The present review is focused on current findings on the involvement of ethylene in seed biology. The responsiveness of seeds to ethylene depends on the species and the dormancy status, improving concentrations ranging from 0.1 to 200 μL L^-1. The signaling pathway of ethylene starts with its binding to five membrane-anchored receptors, which results in the deactivation of Constitutive Triple Response 1 (CTR1, a protein kinase) that does not exert its inhibitory effect on Ethylene Insensitive 2 (EIN2) by phosphorylating its cytosolic C-terminal domain. An analysis of germination in the presence of inhibitors of ethylene synthesis or action, and using seeds from mutant lines altered in terms of the genes involved in ethylene synthesis (acs) and the signaling pathway (etr1, ein2, ein4, ctr1 and erf1), demonstrates the involvement of ethylene in the regulation of seed dormancy. The promoting effect of ethylene is also regulated through crosstalk with abscisic acid (ABA) and gibberellins (GAs), essential hormones involved in seed germination and dormancy, and Reactive Oxygen Species (ROS).
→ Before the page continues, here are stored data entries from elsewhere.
use std::sync::Arc;

use axum::body::Body;
use axum::http::Response;
use chrono::NaiveDate;
use rust_decimal::Decimal;
use rust_decimal_macros::dec;
use serde_json::Value;

use crate::clock::FixedClock;
use crate::ledger::domain::{
    Account, DealerId, ListingId, NewAccount, NewProvider, NewUnit, PaymentRequest, PaymentType,
    Provider, UnitFloorPlan, UnitId,
};
use crate::ledger::service::{FloorPlanLedger, LedgerError, PaymentReceipt};
use crate::store::InMemoryStore;

pub(super) type Ledger = FloorPlanLedger<InMemoryStore, FixedClock>;

pub(super) fn date(y: i32, m: u32, d: u32) -> NaiveDate {
    NaiveDate::from_ymd_opt(y, m, d).expect("valid date")
}

pub(super) fn dealer() -> DealerId {
    DealerId("dealer-1".to_string())
}

pub(super) struct Fixture {
    pub store: Arc<InMemoryStore>,
    pub ledger: Ledger,
}

pub(super) fn fixture() -> Fixture {
    fixture_at(date(2025, 3, 1))
}

pub(super) fn fixture_at(today: NaiveDate) -> Fixture {
    let store = Arc::new(InMemoryStore::new());
    let clock = Arc::new(FixedClock::new(today));
    let ledger = FloorPlanLedger::new(Arc::clone(&store), clock);
    Fixture { store, ledger }
}

pub(super) fn account_request(provider: &Provider, credit_limit: Decimal) -> NewAccount {
    NewAccount {
        dealer_id: dealer(),
        provider_id: provider.id,
        credit_limit,
        open_date: date(2024, 12, 1),
        interest_rate: None,
        interest_type: Default::default(),
        interest_calculation: Default::default(),
        curtailment_days: None,
        curtailment_percent: None,
        subsequent_curtailment_days: None,
        floor_fee_percent: None,
        payoff_fee: None,
    }
}

impl Fixture {
    /// 8% interest, first curtailment after 30 days at 10% of the floor amount.
    pub fn provider(&self) -> Provider {
        self.ledger
            .create_provider(NewProvider {
                name: "Northpoint Commercial".to_string(),
                default_interest_rate: dec!(8),
                default_curtailment_days: 30,
                default_curtailment_percent: dec!(10),
                is_active: true,
            })
            .expect("provider created")
    }

    pub fn account(&self, credit_limit: Decimal) -> Account {
        self.account_with(credit_limit, |_| {})
    }

    pub fn account_with<F>(&self, credit_limit: Decimal, customize: F) -> Account
    where
        F: FnOnce(&mut NewAccount),
    {
        let provider = self.provider();
        let mut request = account_request(&provider, credit_limit);
        customize(&mut request);
        self.ledger.open_account(request).expect("account opened")
    }

    pub fn floor(
        &self,
        account: &Account,
        listing: &str,
        amount: Decimal,
        floor_date: NaiveDate,
    ) -> Result<UnitFloorPlan, LedgerError> {
        self.ledger.open_unit(NewUnit {
            listing_id: ListingId(listing.to_string()),
            account_id: account.id,
            floor_amount: amount,
            floor_date,
            reference: Some(format!("FLOOR-{listing}")),
        })
    }

    pub fn pay(
        &self,
        unit_id: UnitId,
        payment_type: PaymentType,
        amount: Decimal,
        payment_date: NaiveDate,
    ) -> Result<PaymentReceipt, LedgerError> {
        self.ledger.record_payment(
            unit_id,
            PaymentRequest {
                payment_type,
                amount,
                payment_date,
                reference: None,
                notes: None,
            },
        )
    }

    pub fn available_credit(&self, account: &Account) -> Decimal {
        self.ledger
            .account(account.id)
            .expect("account")
            .account
            .available_credit
    }
}

pub(super) async fn json_body(response: Response<Body>) -> Value {
    let bytes = axum::body::to_bytes(response.into_body(), usize::MAX)
        .await
        .expect("body");
    serde_json::from_slice(&bytes).expect("json body")
}
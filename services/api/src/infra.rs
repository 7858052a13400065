use chrono::NaiveDate;
use floorplan::alerts::{AlertGenerator, AlertInbox};
use floorplan::clock::Clock;
use floorplan::dashboard::DashboardAggregator;
use floorplan::ledger::FloorPlanLedger;
use floorplan::store::InMemoryStore;
use metrics_exporter_prometheus::PrometheusHandle;
use std::sync::atomic::AtomicBool;
use std::sync::Arc;

#[derive(Clone)]
pub(crate) struct AppState {
    pub(crate) readiness: Arc<AtomicBool>,
    pub(crate) metrics: Arc<PrometheusHandle>,
}

/// Ledger, alert job, inbox, and dashboard sharing one in-memory store.
pub(crate) struct FloorPlanEngine<C> {
    pub(crate) ledger: FloorPlanLedger<InMemoryStore, C>,
    pub(crate) generator: AlertGenerator<InMemoryStore, C, InMemoryStore>,
    pub(crate) inbox: AlertInbox<InMemoryStore>,
    pub(crate) dashboard: Arc<DashboardAggregator<InMemoryStore, C, InMemoryStore>>,
}

impl<C> FloorPlanEngine<C>
where
    C: Clock + 'static,
{
    pub(crate) fn in_memory(clock: Arc<C>) -> Self {
        let store = Arc::new(InMemoryStore::new());
        let ledger = FloorPlanLedger::new(Arc::clone(&store), clock);
        let inbox = AlertInbox::new(Arc::clone(&store));
        Self {
            generator: AlertGenerator::new(ledger.clone(), Arc::clone(&store)),
            dashboard: Arc::new(DashboardAggregator::new(ledger.clone(), inbox.clone())),
            inbox,
            ledger,
        }
    }
}

pub(crate) fn parse_date(raw: &str) -> Result<NaiveDate, String> {
    NaiveDate::parse_from_str(raw.trim(), "%Y-%m-%d")
        .map_err(|err| format!("failed to parse '{raw}' as YYYY-MM-DD ({err})"))
}
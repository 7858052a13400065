//! Pure floor plan arithmetic: interest, curtailments, aging, utilization, and payoff totals.
//!
//! Every monetary result is rounded to cents. Percentages are carried as `0–100` values and
//! divided by 100 at the point of use. Callers validate inputs; nothing here rejects negatives.

use chrono::{Datelike, Duration, NaiveDate};
use rust_decimal::{Decimal, MathematicalOps, RoundingStrategy};
use serde::{Deserialize, Serialize};

use crate::ledger::domain::{InterestCalculation, InterestType};

const DAYS_PER_YEAR: i64 = 365;
const MONTHS_PER_YEAR: i64 = 12;

/// Units floored this long or less are considered healthy inventory.
pub const AGING_WARNING_AFTER_DAYS: i64 = 60;
/// Units floored longer than this are critical inventory.
pub const AGING_CRITICAL_AFTER_DAYS: i64 = 90;
/// Window (in days) in which an upcoming curtailment is surfaced.
pub const UPCOMING_CURTAILMENT_WINDOW_DAYS: i64 = 7;

/// Round a monetary value to cents.
pub fn round_cents(value: Decimal) -> Decimal {
    value.round_dp_with_strategy(2, RoundingStrategy::MidpointAwayFromZero)
}

fn percent(value: Decimal) -> Decimal {
    value / Decimal::ONE_HUNDRED
}

fn daily_rate(annual_rate_percent: Decimal) -> Decimal {
    percent(annual_rate_percent) / Decimal::from(DAYS_PER_YEAR)
}

fn monthly_rate(annual_rate_percent: Decimal) -> Decimal {
    percent(annual_rate_percent) / Decimal::from(MONTHS_PER_YEAR)
}

/// One day of interest on `balance` at an annual percentage rate.
pub fn daily_interest(balance: Decimal, annual_rate_percent: Decimal) -> Decimal {
    round_cents(balance * daily_rate(annual_rate_percent))
}

/// Interest accrued over `days` with daily periods.
///
/// Simple mode is linear in `days`; compound mode compounds daily and is never below the simple
/// figure for a positive day count.
pub fn accrued_interest(
    balance: Decimal,
    annual_rate_percent: Decimal,
    days: i64,
    mode: InterestCalculation,
) -> Decimal {
    periodic_interest(balance, daily_rate(annual_rate_percent), days, mode)
}

/// Interest for `periods` at `rate` per period, under either calculation mode.
fn periodic_interest(
    balance: Decimal,
    rate: Decimal,
    periods: i64,
    mode: InterestCalculation,
) -> Decimal {
    if periods <= 0 {
        return Decimal::ZERO;
    }

    let simple = balance * rate * Decimal::from(periods);
    match mode {
        InterestCalculation::Simple => round_cents(simple),
        InterestCalculation::Compound => (Decimal::ONE + rate)
            .checked_powi(periods)
            .and_then(|growth| balance.checked_mul(growth - Decimal::ONE))
            .map_or_else(|| round_cents(simple), round_cents),
    }
}

/// Interest booked from `from` through `through` for an account's interest type.
///
/// `Daily` accrues one period per calendar day at `rate/365`. `Monthly` accrues one period per
/// whole month completed since `anchor` (the floor date) at `rate/12`, so a partial month books
/// nothing until its anniversary passes.
pub fn interest_for_period(
    balance: Decimal,
    annual_rate_percent: Decimal,
    anchor: NaiveDate,
    from: NaiveDate,
    through: NaiveDate,
    interest_type: InterestType,
    mode: InterestCalculation,
) -> Decimal {
    match interest_type {
        InterestType::Daily => {
            accrued_interest(balance, annual_rate_percent, days_between(from, through), mode)
        }
        InterestType::Monthly => periodic_interest(
            balance,
            monthly_rate(annual_rate_percent),
            whole_months_between(anchor, through) - whole_months_between(anchor, from),
            mode,
        ),
    }
}

/// Scheduled principal reduction for one curtailment.
pub fn curtailment_amount(floor_amount: Decimal, curtailment_percent: Decimal) -> Decimal {
    round_cents(floor_amount * percent(curtailment_percent))
}

/// Signed day difference `to − from`, using calendar dates only.
pub fn days_between(from: NaiveDate, to: NaiveDate) -> i64 {
    (to - from).num_days()
}

/// Number of complete calendar months from `from` to `to` (0 when `to` precedes `from`).
pub fn whole_months_between(from: NaiveDate, to: NaiveDate) -> i64 {
    if to <= from {
        return 0;
    }
    let mut months = i64::from(to.year() - from.year()) * 12 + i64::from(to.month())
        - i64::from(from.month());
    if to.day() < from.day() {
        months -= 1;
    }
    months.max(0)
}

/// Days a unit has been floored as of `today`.
pub fn days_floored(floor_date: NaiveDate, today: NaiveDate) -> i64 {
    days_between(floor_date, today)
}

/// Days from `today` until `target`; negative once the target has passed.
pub fn days_until(target: NaiveDate, today: NaiveDate) -> i64 {
    days_between(today, target)
}

/// Due date of the next curtailment, always measured from the floor date.
///
/// `None` when the date falls outside the calendar range `NaiveDate` can represent.
pub fn next_curtailment_date(
    floor_date: NaiveDate,
    first_offset_days: i64,
    curtailments_paid: u32,
    subsequent_offset_days: i64,
) -> Option<NaiveDate> {
    let offset = if curtailments_paid == 0 {
        first_offset_days
    } else {
        subsequent_offset_days
            .checked_mul(i64::from(curtailments_paid))?
            .checked_add(first_offset_days)?
    };
    floor_date.checked_add_signed(Duration::try_days(offset)?)
}

/// Inventory risk band derived from how long a unit has been floored.
#[derive(Debug, Clone, Copy, PartialEq, Eq, Serialize, Deserialize)]
#[serde(rename_all = "snake_case")]
pub enum AgingStatus {
    Healthy,
    Warning,
    Critical,
}

impl AgingStatus {
    pub const fn label(self) -> &'static str {
        match self {
            Self::Healthy => "Healthy",
            Self::Warning => "Warning",
            Self::Critical => "Critical",
        }
    }
}

pub fn aging_status(days_floored: i64) -> AgingStatus {
    if days_floored <= AGING_WARNING_AFTER_DAYS {
        AgingStatus::Healthy
    } else if days_floored <= AGING_CRITICAL_AFTER_DAYS {
        AgingStatus::Warning
    } else {
        AgingStatus::Critical
    }
}

/// Where a unit stands relative to its next curtailment.
#[derive(Debug, Clone, Copy, PartialEq, Eq, Serialize, Deserialize)]
#[serde(rename_all = "snake_case")]
pub enum CurtailmentStatus {
    PastDue,
    Due,
    Upcoming,
    Ok,
}

/// The explicit past-due flag wins over the date comparison.
pub fn curtailment_status(
    next_date: NaiveDate,
    is_past_due: bool,
    today: NaiveDate,
) -> CurtailmentStatus {
    let remaining = days_until(next_date, today);
    if is_past_due || remaining < 0 {
        CurtailmentStatus::PastDue
    } else if remaining == 0 {
        CurtailmentStatus::Due
    } else if remaining <= UPCOMING_CURTAILMENT_WINDOW_DAYS {
        CurtailmentStatus::Upcoming
    } else {
        CurtailmentStatus::Ok
    }
}

/// Percentage of a credit line currently drawn; 0 for a non-positive limit.
pub fn credit_utilization(limit: Decimal, available: Decimal) -> Decimal {
    if limit <= Decimal::ZERO {
        return Decimal::ZERO;
    }
    round_cents((limit - available) / limit * Decimal::ONE_HUNDRED)
}

pub fn payoff_amount(balance: Decimal, unpaid_interest: Decimal, payoff_fee: Decimal) -> Decimal {
    round_cents(balance + unpaid_interest + payoff_fee)
}

/// Balance and annual rate of one unit, as consumed by [`monthly_interest_estimate`].
#[derive(Debug, Clone, Copy, PartialEq)]
pub struct RatedBalance {
    pub balance: Decimal,
    pub annual_rate_percent: Decimal,
}

/// Forward-looking monthly interest across units. Not an accrual record.
pub fn monthly_interest_estimate<I>(units: I) -> Decimal
where
    I: IntoIterator<Item = RatedBalance>,
{
    let total: Decimal = units
        .into_iter()
        .map(|unit| unit.balance * monthly_rate(unit.annual_rate_percent))
        .sum();
    round_cents(total)
}
use std::fmt;

use chrono::{DateTime, NaiveDate, Utc};
use rust_decimal::Decimal;
use serde::{Deserialize, Serialize};
use uuid::Uuid;

use crate::ledger::domain::{AccountId, DealerId, UnitId};

#[derive(Debug, Clone, Copy, PartialEq, Eq, Hash, PartialOrd, Ord, Serialize, Deserialize)]
#[serde(transparent)]
pub struct AlertId(pub Uuid);

impl AlertId {
    pub fn new() -> Self {
        Self(Uuid::new_v4())
    }
}

impl Default for AlertId {
    fn default() -> Self {
        Self::new()
    }
}

impl fmt::Display for AlertId {
    fn fmt(&self, f: &mut fmt::Formatter<'_>) -> fmt::Result {
        self.0.fmt(f)
    }
}

#[derive(Debug, Clone, Copy, PartialEq, Eq, Hash, PartialOrd, Ord, Serialize, Deserialize)]
#[serde(rename_all = "snake_case")]
pub enum AlertType {
    CurtailmentPastDue,
    CurtailmentDue,
    CurtailmentUpcoming,
    HighInterest,
    AgingInventory,
    CreditLimitWarning,
}

impl AlertType {
    pub const fn label(self) -> &'static str {
        match self {
            Self::CurtailmentPastDue => "curtailment_past_due",
            Self::CurtailmentDue => "curtailment_due",
            Self::CurtailmentUpcoming => "curtailment_upcoming",
            Self::HighInterest => "high_interest",
            Self::AgingInventory => "aging_inventory",
            Self::CreditLimitWarning => "credit_limit_warning",
        }
    }
}

#[derive(Debug, Clone, Copy, PartialEq, Eq, Hash, PartialOrd, Ord, Serialize, Deserialize)]
#[serde(rename_all = "snake_case")]
pub enum AlertSeverity {
    Info,
    Warning,
    Critical,
}

impl AlertSeverity {
    pub const fn label(self) -> &'static str {
        match self {
            Self::Info => "info",
            Self::Warning => "warning",
            Self::Critical => "critical",
        }
    }
}

/// Entity an alert is about. Reconciliation keys on `(scope, alert_type)`.
#[derive(Debug, Clone, Copy, PartialEq, Eq, Hash, PartialOrd, Ord, Serialize, Deserialize)]
#[serde(tag = "kind", content = "id", rename_all = "snake_case")]
pub enum AlertScope {
    Unit(UnitId),
    Account(AccountId),
}

/// Persisted, dealer-facing notification row.
#[derive(Debug, Clone, PartialEq, Serialize, Deserialize)]
pub struct Alert {
    pub id: AlertId,
    pub dealer_id: DealerId,
    pub scope: AlertScope,
    pub alert_type: AlertType,
    pub severity: AlertSeverity,
    pub title: String,
    pub message: String,
    pub due_date: Option<NaiveDate>,
    pub amount: Option<Decimal>,
    pub is_read: bool,
    pub is_dismissed: bool,
    pub action_taken: bool,
    pub created_at: DateTime<Utc>,
}

/// Alert derived from ledger state, not yet persisted.
#[derive(Debug, Clone, PartialEq, Serialize)]
pub struct AlertDraft {
    pub dealer_id: DealerId,
    pub scope: AlertScope,
    pub alert_type: AlertType,
    pub severity: AlertSeverity,
    pub title: String,
    pub message: String,
    pub due_date: Option<NaiveDate>,
    pub amount: Option<Decimal>,
}

impl AlertDraft {
    pub fn into_alert(self, created_at: DateTime<Utc>) -> Alert {
        Alert {
            id: AlertId::new(),
            dealer_id: self.dealer_id,
            scope: self.scope,
            alert_type: self.alert_type,
            severity: self.severity,
            title: self.title,
            message: self.message,
            due_date: self.due_date,
            amount: self.amount,
            is_read: false,
            is_dismissed: false,
            action_taken: false,
            created_at,
        }
    }
}

/// Counts of open (non-dismissed) alerts per severity.
#[derive(Debug, Clone, Copy, Default, PartialEq, Eq, Serialize, Deserialize)]
pub struct SeverityCounts {
    pub info: usize,
    pub warning: usize,
    pub critical: usize,
}

impl SeverityCounts {
    pub fn tally<'a, I>(alerts: I) -> Self
    where
        I: IntoIterator<Item = &'a Alert>,
    {
        alerts
            .into_iter()
            .filter(|alert| !alert.is_dismissed)
            .fold(Self::default(), |mut counts, alert| {
                match alert.severity {
                    AlertSeverity::Info => counts.info += 1,
                    AlertSeverity::Warning => counts.warning += 1,
                    AlertSeverity::Critical => counts.critical += 1,
                }
                counts
            })
    }

    pub fn total(&self) -> usize {
        self.info + self.warning + self.critical
    }
}
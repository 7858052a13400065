mod common;
mod generator;
mod routing;
mod schedule;
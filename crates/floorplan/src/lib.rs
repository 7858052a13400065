//! Floor plan financing engine for dealer inventory credit lines.

pub mod alerts;
pub mod clock;
pub mod config;
pub mod dashboard;
pub mod error;
pub mod finance;
pub mod ledger;
pub mod scheduler;
pub mod store;
pub mod telemetry;
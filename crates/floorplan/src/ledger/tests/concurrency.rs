use std::thread;

use rust_decimal::Decimal;
use rust_decimal_macros::dec;

use super::common::*;
use crate::ledger::domain::{PaymentRequest, PaymentType};

const WORKERS: usize = 8;
const PAYMENTS_PER_WORKER: usize = 4;

#[test]
fn concurrent_payments_on_one_unit_never_lose_an_update() {
    let fx = fixture();
    let account = fx.account(dec!(100000));
    let unit = fx
        .floor(&account, "vin-1001", dec!(50000), date(2025, 1, 1))
        .expect("unit");

    thread::scope(|scope| {
        for worker in 0..WORKERS {
            let ledger = fx.ledger.clone();
            scope.spawn(move || {
                let payment_type = if worker % 2 == 0 {
                    PaymentType::Curtailment
                } else {
                    PaymentType::Adjustment
                };
                for sequence in 0..PAYMENTS_PER_WORKER {
                    ledger
                        .record_payment(
                            unit.id,
                            PaymentRequest {
                                payment_type,
                                amount: dec!(250),
                                payment_date: date(2025, 2, 1),
                                reference: Some(format!("W{worker}-{sequence}")),
                                notes: None,
                            },
                        )
                        .expect("payment recorded");
                }
            });
        }
    });

    let payments = fx.ledger.payments(unit.id).expect("payments");
    assert_eq!(payments.len(), WORKERS * PAYMENTS_PER_WORKER);

    let mut replayed = unit.floor_amount;
    for payment in &payments {
        replayed = (replayed - payment.amount).max(Decimal::ZERO);
        assert_eq!(payment.balance_after, replayed);
    }

    let settled = fx.ledger.get_unit(unit.id).expect("unit");
    assert_eq!(settled.current_balance, replayed);
    assert_eq!(settled.current_balance, dec!(42000));
    assert_eq!(
        settled.curtailments_paid as usize,
        WORKERS / 2 * PAYMENTS_PER_WORKER
    );
}
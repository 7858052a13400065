use std::sync::{Arc, Mutex};

use axum::body::Body;
use axum::http::Response;
use chrono::{DateTime, NaiveDate, Utc};
use rust_decimal::Decimal;
use rust_decimal_macros::dec;
use serde_json::Value;

use crate::alerts::domain::{Alert, AlertId, AlertScope, AlertSeverity, AlertType};
use crate::alerts::notifier::{AlertNotifier, NotifyError};
use crate::alerts::store::AlertStore;
use crate::alerts::{AlertGenerator, AlertInbox};
use crate::clock::FixedClock;
use crate::ledger::domain::{
    Account, DealerId, ListingId, NewAccount, NewProvider, NewUnit, UnitFloorPlan,
};
use crate::ledger::service::FloorPlanLedger;
use crate::ledger::store::StoreError;
use crate::store::InMemoryStore;

pub(super) type Ledger = FloorPlanLedger<InMemoryStore, FixedClock>;

pub(super) fn date(y: i32, m: u32, d: u32) -> NaiveDate {
    NaiveDate::from_ymd_opt(y, m, d).expect("valid date")
}

pub(super) fn today() -> NaiveDate {
    date(2025, 5, 1)
}

pub(super) fn dealer() -> DealerId {
    DealerId("dealer-alerts".to_string())
}

pub(super) struct Harness {
    pub store: Arc<InMemoryStore>,
    pub ledger: Ledger,
    pub generator: AlertGenerator<InMemoryStore, FixedClock, InMemoryStore>,
    pub inbox: AlertInbox<InMemoryStore>,
}

pub(super) fn harness() -> Harness {
    let store = Arc::new(InMemoryStore::new());
    let ledger = FloorPlanLedger::new(Arc::clone(&store), Arc::new(FixedClock::new(today())));
    let generator = AlertGenerator::new(ledger.clone(), Arc::clone(&store));
    let inbox = AlertInbox::new(Arc::clone(&store));
    Harness {
        store,
        ledger,
        generator,
        inbox,
    }
}

pub(super) fn open_account(ledger: &Ledger, credit_limit: Decimal) -> Account {
    let provider = ledger
        .create_provider(NewProvider {
            name: "Northpoint Commercial".to_string(),
            default_interest_rate: dec!(8),
            default_curtailment_days: 30,
            default_curtailment_percent: dec!(10),
            is_active: true,
        })
        .expect("provider");
    ledger
        .open_account(NewAccount {
            dealer_id: dealer(),
            provider_id: provider.id,
            credit_limit,
            open_date: date(2024, 1, 1),
            interest_rate: None,
            interest_type: Default::default(),
            interest_calculation: Default::default(),
            curtailment_days: None,
            curtailment_percent: None,
            subsequent_curtailment_days: None,
            floor_fee_percent: None,
            payoff_fee: None,
        })
        .expect("account")
}

pub(super) fn floor(
    ledger: &Ledger,
    account: &Account,
    listing: &str,
    amount: Decimal,
    floor_date: NaiveDate,
) -> UnitFloorPlan {
    ledger
        .open_unit(NewUnit {
            listing_id: ListingId(listing.to_string()),
            account_id: account.id,
            floor_amount: amount,
            floor_date,
            reference: None,
        })
        .expect("unit floored")
}

/// One unit two days from its first curtailment, one unit 151 days old, and an account at 85%
/// utilization.
pub(super) fn seeded() -> (Harness, UnitFloorPlan, UnitFloorPlan) {
    let harness = harness();
    let account = open_account(&harness.ledger, dec!(100000));
    let fresh = floor(&harness.ledger, &account, "lst-fresh", dec!(30000), date(2025, 4, 3));
    let stale = floor(&harness.ledger, &account, "lst-stale", dec!(55000), date(2024, 12, 1));
    (harness, fresh, stale)
}

pub(super) fn open_alert_keys(
    store: &InMemoryStore,
) -> Vec<(AlertScope, AlertType, AlertSeverity)> {
    let mut keys: Vec<_> = store
        .alerts(&dealer(), false)
        .expect("alerts")
        .into_iter()
        .map(|alert| (alert.scope, alert.alert_type, alert.severity))
        .collect();
    keys.sort();
    keys
}

#[derive(Default)]
pub(super) struct RecordingNotifier {
    pub delivered: Mutex<Vec<Alert>>,
}

impl AlertNotifier for RecordingNotifier {
    fn notify(&self, alert: &Alert) -> Result<(), NotifyError> {
        self.delivered.lock().unwrap().push(alert.clone());
        Ok(())
    }
}

/// Alert store that refuses inserts for one scope.
pub(super) struct FlakyAlerts {
    pub inner: InMemoryStore,
    pub failing_scope: Mutex<Option<AlertScope>>,
}

impl AlertStore for FlakyAlerts {
    fn insert_alert(&self, alert: Alert) -> Result<(), StoreError> {
        if *self.failing_scope.lock().unwrap() == Some(alert.scope) {
            return Err(StoreError::Unavailable("alert table locked".to_string()));
        }
        self.inner.insert_alert(alert)
    }

    fn delete_open_alerts(
        &self,
        scope: &AlertScope,
        alert_type: AlertType,
    ) -> Result<Vec<Alert>, StoreError> {
        self.inner.delete_open_alerts(scope, alert_type)
    }

    fn purge_alerts(&self, created_before: DateTime<Utc>) -> Result<usize, StoreError> {
        self.inner.purge_alerts(created_before)
    }

    fn alert(&self, id: AlertId) -> Result<Option<Alert>, StoreError> {
        self.inner.alert(id)
    }

    fn alerts(
        &self,
        dealer_id: &DealerId,
        include_dismissed: bool,
    ) -> Result<Vec<Alert>, StoreError> {
        self.inner.alerts(dealer_id, include_dismissed)
    }

    fn update_alert(&self, alert: Alert) -> Result<(), StoreError> {
        self.inner.update_alert(alert)
    }
}

pub(super) async fn json_body(response: Response<Body>) -> Value {
    let bytes = axum::body::to_bytes(response.into_body(), usize::MAX)
        .await
        .expect("body");
    serde_json::from_slice(&bytes).expect("json body")
}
Using a mutant of the proteolytic N-degron pathway, Proteolysis (PRT6), the Ethylene Response Factors (ERFs) from group VII (HRE1, HRE2, RAP 2.2, RAP2.3 and RAP 2.12) have also been identified as being involved in seed insensitivity to ethylene. This review highlights the key roles of EIN2 and EIN3 in the ethylene signaling pathway and in interactions with different hormones and discusses the responsiveness of seeds to ethylene, depending on the species and the dormancy status.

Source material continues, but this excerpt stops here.